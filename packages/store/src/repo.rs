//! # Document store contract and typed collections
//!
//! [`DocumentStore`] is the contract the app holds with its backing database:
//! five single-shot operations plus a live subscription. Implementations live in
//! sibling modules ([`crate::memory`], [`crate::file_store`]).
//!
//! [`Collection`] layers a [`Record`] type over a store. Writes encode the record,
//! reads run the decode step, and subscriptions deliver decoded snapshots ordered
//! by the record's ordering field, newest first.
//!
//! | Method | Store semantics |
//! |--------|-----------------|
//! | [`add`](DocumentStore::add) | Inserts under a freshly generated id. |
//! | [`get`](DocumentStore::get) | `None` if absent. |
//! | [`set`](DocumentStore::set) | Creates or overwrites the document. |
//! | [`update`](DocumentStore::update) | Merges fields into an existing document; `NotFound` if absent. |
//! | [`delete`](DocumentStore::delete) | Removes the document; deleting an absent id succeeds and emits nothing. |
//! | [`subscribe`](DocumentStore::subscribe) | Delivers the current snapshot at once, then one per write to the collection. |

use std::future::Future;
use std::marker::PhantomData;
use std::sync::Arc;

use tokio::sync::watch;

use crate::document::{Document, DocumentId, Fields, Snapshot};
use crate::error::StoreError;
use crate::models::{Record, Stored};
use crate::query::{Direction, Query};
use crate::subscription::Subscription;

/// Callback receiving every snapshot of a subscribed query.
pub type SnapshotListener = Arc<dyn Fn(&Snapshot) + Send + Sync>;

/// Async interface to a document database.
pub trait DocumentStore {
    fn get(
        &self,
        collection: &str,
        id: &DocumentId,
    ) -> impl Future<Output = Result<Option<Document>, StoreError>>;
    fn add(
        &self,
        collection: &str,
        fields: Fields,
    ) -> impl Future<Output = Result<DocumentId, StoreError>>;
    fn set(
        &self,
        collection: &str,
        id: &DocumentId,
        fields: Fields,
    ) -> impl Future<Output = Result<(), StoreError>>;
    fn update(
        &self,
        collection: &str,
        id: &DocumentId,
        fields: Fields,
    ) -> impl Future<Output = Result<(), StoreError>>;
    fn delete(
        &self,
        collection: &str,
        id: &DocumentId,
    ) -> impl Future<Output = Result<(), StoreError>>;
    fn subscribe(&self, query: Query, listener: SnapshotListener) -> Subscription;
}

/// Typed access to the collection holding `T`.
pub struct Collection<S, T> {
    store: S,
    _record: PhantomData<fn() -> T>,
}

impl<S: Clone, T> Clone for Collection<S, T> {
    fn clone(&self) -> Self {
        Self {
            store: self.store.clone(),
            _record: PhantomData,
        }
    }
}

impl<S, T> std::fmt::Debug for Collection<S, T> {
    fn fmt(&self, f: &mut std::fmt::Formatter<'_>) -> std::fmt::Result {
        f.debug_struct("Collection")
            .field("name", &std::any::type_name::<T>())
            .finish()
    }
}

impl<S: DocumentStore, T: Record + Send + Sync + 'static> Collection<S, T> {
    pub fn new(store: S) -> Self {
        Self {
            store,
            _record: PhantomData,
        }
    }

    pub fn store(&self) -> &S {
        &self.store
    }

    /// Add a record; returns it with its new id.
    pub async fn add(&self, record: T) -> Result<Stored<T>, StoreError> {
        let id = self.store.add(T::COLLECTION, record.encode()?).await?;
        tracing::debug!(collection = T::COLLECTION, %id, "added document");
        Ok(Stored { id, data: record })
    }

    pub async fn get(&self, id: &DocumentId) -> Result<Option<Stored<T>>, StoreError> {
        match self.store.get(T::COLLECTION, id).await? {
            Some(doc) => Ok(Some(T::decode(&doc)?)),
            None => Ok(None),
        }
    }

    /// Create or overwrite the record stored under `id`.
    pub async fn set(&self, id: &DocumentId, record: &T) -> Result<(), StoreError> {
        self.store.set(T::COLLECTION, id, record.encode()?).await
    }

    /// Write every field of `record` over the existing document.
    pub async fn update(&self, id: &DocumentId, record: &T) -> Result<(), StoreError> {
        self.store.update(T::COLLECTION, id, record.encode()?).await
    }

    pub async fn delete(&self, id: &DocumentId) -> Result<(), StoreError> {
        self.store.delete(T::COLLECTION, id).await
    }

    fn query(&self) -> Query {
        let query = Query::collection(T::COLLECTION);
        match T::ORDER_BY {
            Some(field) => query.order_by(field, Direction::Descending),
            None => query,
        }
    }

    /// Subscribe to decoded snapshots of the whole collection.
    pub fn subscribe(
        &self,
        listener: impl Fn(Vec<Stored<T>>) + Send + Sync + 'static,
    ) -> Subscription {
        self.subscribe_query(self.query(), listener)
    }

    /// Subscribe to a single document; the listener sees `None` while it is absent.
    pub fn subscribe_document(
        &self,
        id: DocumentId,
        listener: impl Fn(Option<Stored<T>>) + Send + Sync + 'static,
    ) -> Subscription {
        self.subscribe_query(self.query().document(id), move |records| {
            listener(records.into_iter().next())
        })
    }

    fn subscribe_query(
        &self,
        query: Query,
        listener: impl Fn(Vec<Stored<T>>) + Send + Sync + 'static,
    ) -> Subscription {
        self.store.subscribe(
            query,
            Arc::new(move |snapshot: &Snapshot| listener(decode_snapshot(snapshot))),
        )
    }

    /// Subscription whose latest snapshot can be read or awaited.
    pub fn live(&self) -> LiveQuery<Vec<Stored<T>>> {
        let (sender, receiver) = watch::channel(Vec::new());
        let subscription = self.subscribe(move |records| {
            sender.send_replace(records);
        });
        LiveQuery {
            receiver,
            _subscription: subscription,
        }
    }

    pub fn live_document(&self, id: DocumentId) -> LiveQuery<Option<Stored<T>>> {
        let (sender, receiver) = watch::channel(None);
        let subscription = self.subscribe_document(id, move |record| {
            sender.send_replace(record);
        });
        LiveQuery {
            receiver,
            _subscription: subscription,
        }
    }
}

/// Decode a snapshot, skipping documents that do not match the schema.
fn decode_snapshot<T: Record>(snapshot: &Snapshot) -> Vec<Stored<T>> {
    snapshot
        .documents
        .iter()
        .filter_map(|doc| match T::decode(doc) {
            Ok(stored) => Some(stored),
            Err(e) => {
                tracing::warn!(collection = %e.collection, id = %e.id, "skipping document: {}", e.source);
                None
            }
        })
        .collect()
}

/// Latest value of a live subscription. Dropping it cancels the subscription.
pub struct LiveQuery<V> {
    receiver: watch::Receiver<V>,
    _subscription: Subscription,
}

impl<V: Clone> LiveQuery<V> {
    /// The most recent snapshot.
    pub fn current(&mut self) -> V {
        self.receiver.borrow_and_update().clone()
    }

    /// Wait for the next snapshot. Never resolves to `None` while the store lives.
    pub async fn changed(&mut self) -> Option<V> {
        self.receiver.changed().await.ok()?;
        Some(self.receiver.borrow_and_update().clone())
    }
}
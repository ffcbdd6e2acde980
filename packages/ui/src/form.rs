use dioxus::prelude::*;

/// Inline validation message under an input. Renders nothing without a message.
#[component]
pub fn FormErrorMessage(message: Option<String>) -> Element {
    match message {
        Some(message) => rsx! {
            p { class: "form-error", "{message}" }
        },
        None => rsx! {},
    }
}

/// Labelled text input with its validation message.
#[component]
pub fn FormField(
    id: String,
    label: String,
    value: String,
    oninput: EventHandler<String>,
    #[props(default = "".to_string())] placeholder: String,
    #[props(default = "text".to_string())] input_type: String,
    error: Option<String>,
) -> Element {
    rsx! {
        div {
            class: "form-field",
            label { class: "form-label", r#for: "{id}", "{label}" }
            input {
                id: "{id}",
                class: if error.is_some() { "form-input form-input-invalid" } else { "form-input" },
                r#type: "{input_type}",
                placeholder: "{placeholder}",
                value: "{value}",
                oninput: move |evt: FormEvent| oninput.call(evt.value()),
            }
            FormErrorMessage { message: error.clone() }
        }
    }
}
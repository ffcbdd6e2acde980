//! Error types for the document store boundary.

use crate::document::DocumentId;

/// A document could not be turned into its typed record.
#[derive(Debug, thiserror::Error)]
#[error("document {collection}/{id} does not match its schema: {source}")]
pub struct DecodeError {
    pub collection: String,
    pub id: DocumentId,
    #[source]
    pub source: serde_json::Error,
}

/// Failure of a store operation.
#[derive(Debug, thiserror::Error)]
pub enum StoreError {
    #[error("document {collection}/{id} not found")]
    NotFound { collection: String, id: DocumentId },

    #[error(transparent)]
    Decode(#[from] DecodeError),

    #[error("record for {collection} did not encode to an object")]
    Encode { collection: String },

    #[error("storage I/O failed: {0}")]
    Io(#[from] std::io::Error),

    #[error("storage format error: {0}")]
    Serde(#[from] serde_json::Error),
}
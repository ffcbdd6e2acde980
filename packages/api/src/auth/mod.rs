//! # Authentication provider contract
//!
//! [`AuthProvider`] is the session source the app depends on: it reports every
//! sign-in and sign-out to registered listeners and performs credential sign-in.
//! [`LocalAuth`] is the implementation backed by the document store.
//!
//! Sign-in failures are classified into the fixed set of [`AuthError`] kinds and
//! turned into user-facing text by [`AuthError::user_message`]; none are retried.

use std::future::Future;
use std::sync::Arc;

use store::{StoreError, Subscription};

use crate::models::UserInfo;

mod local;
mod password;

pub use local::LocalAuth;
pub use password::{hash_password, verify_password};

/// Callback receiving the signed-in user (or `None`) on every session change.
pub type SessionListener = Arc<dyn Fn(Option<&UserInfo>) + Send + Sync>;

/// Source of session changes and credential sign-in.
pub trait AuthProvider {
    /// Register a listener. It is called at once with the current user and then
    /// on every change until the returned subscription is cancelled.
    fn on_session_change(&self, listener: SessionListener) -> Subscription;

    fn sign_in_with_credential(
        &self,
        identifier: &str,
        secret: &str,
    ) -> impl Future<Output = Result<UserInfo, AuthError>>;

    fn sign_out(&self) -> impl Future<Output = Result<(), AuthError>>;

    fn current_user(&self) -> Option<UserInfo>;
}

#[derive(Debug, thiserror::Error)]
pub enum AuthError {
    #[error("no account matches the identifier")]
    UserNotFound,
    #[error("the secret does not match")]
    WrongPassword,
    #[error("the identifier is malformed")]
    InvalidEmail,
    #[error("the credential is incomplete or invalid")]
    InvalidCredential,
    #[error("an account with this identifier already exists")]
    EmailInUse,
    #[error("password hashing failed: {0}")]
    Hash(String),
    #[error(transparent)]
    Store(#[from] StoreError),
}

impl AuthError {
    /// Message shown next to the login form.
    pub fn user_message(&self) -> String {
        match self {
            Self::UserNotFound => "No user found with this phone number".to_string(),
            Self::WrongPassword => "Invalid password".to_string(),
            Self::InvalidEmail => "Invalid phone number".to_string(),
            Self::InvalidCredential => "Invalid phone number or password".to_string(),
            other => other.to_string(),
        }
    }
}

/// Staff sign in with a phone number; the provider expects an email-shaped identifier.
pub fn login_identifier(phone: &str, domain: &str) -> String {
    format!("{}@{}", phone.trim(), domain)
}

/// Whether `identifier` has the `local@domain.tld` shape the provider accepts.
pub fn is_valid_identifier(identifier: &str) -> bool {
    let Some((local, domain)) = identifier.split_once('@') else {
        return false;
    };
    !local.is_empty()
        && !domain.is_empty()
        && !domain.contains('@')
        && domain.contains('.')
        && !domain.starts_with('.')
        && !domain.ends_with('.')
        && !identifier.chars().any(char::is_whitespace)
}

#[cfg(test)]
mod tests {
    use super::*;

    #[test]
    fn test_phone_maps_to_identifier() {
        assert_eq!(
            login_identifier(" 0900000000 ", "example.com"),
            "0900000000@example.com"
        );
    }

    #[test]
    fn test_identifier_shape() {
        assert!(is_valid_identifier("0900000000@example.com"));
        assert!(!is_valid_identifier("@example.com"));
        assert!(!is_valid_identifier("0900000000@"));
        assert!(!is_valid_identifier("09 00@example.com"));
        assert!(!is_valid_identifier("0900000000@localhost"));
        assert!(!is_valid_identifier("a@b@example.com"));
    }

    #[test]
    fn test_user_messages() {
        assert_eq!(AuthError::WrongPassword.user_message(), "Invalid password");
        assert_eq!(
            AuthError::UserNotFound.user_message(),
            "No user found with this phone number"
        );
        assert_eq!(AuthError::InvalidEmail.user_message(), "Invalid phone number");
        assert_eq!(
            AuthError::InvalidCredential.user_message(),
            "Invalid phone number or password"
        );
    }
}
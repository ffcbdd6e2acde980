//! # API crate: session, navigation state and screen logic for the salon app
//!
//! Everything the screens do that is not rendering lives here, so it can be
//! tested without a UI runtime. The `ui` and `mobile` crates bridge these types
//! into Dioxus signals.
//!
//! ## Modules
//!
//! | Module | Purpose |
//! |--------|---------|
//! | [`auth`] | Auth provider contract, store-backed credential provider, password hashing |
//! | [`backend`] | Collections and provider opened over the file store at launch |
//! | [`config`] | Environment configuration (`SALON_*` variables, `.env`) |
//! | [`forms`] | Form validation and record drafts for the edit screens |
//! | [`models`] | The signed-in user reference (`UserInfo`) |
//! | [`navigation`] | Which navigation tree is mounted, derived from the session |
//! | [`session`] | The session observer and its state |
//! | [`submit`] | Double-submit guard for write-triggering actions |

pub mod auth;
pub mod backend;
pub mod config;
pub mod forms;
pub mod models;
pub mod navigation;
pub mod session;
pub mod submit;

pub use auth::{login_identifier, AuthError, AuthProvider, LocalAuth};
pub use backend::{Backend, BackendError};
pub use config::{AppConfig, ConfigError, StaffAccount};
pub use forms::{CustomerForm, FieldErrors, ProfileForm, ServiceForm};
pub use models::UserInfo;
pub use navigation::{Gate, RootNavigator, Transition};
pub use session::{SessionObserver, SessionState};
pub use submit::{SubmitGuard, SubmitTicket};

• **WHAT IS REQUIRED**:
Give again, exactly as written, the lines running from the first line of the data above through the line that contains "Merges fields into".

• **EXPECTED ANSWER**:
filename packages/store/src/repo.rs
//! # Document store contract and typed collections
//!
//! [`DocumentStore`] is the contract the app holds with its backing database:
//! five single-shot operations plus a live subscription. Implementations live in
//! sibling modules ([`crate::memory`], [`crate::file_store`]).
//!
//! [`Collection`] layers a [`Record`] type over a store. Writes encode the record,
//! reads run the decode step, and subscriptions deliver decoded snapshots ordered
//! by the record's ordering field, newest first.
//!
//! | Method | Store semantics |
//! |--------|-----------------|
//! | [`add`](DocumentStore::add) | Inserts under a freshly generated id. |
//! | [`get`](DocumentStore::get) | `None` if absent. |
//! | [`set`](DocumentStore::set) | Creates or overwrites the document. |
//! | [`update`](DocumentStore::update) | Merges fields into an existing document; `NotFound` if absent. |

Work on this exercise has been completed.